*** Supplied data Section Begins ***

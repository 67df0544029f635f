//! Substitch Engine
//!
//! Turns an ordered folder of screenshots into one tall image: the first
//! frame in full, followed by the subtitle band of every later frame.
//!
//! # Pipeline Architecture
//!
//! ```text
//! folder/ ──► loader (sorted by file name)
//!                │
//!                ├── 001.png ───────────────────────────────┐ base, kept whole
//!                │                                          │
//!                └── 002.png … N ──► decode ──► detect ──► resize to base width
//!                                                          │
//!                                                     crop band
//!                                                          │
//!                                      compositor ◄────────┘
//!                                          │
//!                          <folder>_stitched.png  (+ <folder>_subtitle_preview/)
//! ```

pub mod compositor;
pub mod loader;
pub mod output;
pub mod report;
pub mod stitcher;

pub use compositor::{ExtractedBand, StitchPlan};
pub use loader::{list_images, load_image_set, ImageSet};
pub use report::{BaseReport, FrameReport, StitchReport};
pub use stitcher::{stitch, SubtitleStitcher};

*** Supplied data Section Ends ***
*** Supplied data Section Begins ***

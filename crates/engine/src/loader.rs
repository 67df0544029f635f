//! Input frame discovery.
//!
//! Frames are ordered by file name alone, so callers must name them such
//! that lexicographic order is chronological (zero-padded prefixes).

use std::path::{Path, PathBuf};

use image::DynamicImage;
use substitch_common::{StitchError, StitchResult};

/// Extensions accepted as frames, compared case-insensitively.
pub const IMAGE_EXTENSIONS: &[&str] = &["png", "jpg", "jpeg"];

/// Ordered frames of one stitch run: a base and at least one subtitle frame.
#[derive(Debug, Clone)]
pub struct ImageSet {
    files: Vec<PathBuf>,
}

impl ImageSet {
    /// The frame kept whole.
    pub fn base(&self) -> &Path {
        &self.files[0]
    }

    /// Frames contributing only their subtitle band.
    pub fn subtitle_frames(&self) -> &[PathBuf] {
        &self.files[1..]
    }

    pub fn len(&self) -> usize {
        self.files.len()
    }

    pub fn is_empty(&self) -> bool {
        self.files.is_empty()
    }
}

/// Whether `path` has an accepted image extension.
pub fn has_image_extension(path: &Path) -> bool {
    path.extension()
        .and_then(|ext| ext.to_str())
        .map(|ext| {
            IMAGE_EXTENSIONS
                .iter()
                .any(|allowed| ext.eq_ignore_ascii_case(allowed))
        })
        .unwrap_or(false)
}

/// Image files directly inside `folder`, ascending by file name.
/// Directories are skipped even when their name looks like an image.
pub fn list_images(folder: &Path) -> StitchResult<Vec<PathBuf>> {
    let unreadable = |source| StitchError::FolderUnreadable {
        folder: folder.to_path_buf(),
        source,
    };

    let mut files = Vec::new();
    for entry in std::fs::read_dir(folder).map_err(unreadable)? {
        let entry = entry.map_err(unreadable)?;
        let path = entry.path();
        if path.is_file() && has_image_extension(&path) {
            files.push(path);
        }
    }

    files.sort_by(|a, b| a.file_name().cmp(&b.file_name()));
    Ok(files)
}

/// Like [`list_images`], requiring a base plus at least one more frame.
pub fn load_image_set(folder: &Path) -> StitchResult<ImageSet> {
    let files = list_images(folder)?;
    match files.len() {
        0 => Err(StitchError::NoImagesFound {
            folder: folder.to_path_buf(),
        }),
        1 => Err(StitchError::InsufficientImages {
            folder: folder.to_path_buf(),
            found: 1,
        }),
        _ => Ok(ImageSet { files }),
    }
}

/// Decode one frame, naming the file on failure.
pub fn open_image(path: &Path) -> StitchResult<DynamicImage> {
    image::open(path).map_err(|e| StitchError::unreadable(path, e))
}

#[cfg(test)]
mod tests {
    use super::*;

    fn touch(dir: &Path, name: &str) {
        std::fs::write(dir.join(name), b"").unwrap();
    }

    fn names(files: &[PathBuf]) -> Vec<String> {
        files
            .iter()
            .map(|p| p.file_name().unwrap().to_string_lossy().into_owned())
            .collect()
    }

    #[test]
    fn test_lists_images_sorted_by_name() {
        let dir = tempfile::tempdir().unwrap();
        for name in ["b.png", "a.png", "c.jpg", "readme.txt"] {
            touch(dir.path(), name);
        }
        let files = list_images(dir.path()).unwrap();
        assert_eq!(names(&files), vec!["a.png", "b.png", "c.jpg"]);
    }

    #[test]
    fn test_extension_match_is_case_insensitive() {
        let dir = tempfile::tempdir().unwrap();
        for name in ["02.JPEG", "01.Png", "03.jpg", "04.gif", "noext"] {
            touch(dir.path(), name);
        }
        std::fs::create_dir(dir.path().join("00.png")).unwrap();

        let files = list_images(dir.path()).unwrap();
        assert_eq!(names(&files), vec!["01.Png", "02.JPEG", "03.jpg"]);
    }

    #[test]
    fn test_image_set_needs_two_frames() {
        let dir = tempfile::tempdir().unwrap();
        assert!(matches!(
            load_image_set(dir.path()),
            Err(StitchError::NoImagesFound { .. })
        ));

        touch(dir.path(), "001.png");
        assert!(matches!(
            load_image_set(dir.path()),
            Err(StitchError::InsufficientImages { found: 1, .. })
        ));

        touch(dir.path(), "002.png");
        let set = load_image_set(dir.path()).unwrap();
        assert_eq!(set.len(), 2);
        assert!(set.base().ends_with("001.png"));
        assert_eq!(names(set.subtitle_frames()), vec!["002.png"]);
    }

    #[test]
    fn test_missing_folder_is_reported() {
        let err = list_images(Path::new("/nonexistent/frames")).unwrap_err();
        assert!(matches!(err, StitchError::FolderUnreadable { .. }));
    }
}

*** Supplied data Section Ends ***
*** Supplied data Section Begins ***

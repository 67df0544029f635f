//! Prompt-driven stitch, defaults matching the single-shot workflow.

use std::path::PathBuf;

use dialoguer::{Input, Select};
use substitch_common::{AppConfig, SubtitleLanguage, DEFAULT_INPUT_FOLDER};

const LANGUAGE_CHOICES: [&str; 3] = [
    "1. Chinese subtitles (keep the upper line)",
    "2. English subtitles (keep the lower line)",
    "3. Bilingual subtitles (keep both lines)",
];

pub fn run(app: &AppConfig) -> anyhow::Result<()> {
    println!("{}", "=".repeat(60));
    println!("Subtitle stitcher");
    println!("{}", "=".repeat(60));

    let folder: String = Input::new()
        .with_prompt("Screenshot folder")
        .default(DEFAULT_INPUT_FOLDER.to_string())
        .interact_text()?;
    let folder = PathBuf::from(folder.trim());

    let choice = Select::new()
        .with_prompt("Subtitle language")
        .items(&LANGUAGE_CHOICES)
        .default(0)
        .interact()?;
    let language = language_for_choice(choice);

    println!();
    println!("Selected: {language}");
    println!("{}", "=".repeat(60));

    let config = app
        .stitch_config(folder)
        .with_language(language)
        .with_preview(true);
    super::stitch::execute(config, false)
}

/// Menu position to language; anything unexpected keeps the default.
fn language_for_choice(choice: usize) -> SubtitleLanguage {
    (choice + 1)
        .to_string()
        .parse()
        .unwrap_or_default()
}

*** Supplied data Section Ends ***

# What the task asks
Which lines above include "least"? Show each of them by copying it.

# Answer section
/// Ordered frames of one stitch run: a base and at least one subtitle frame.
/// Like [`list_images`], requiring a base plus at least one more frame.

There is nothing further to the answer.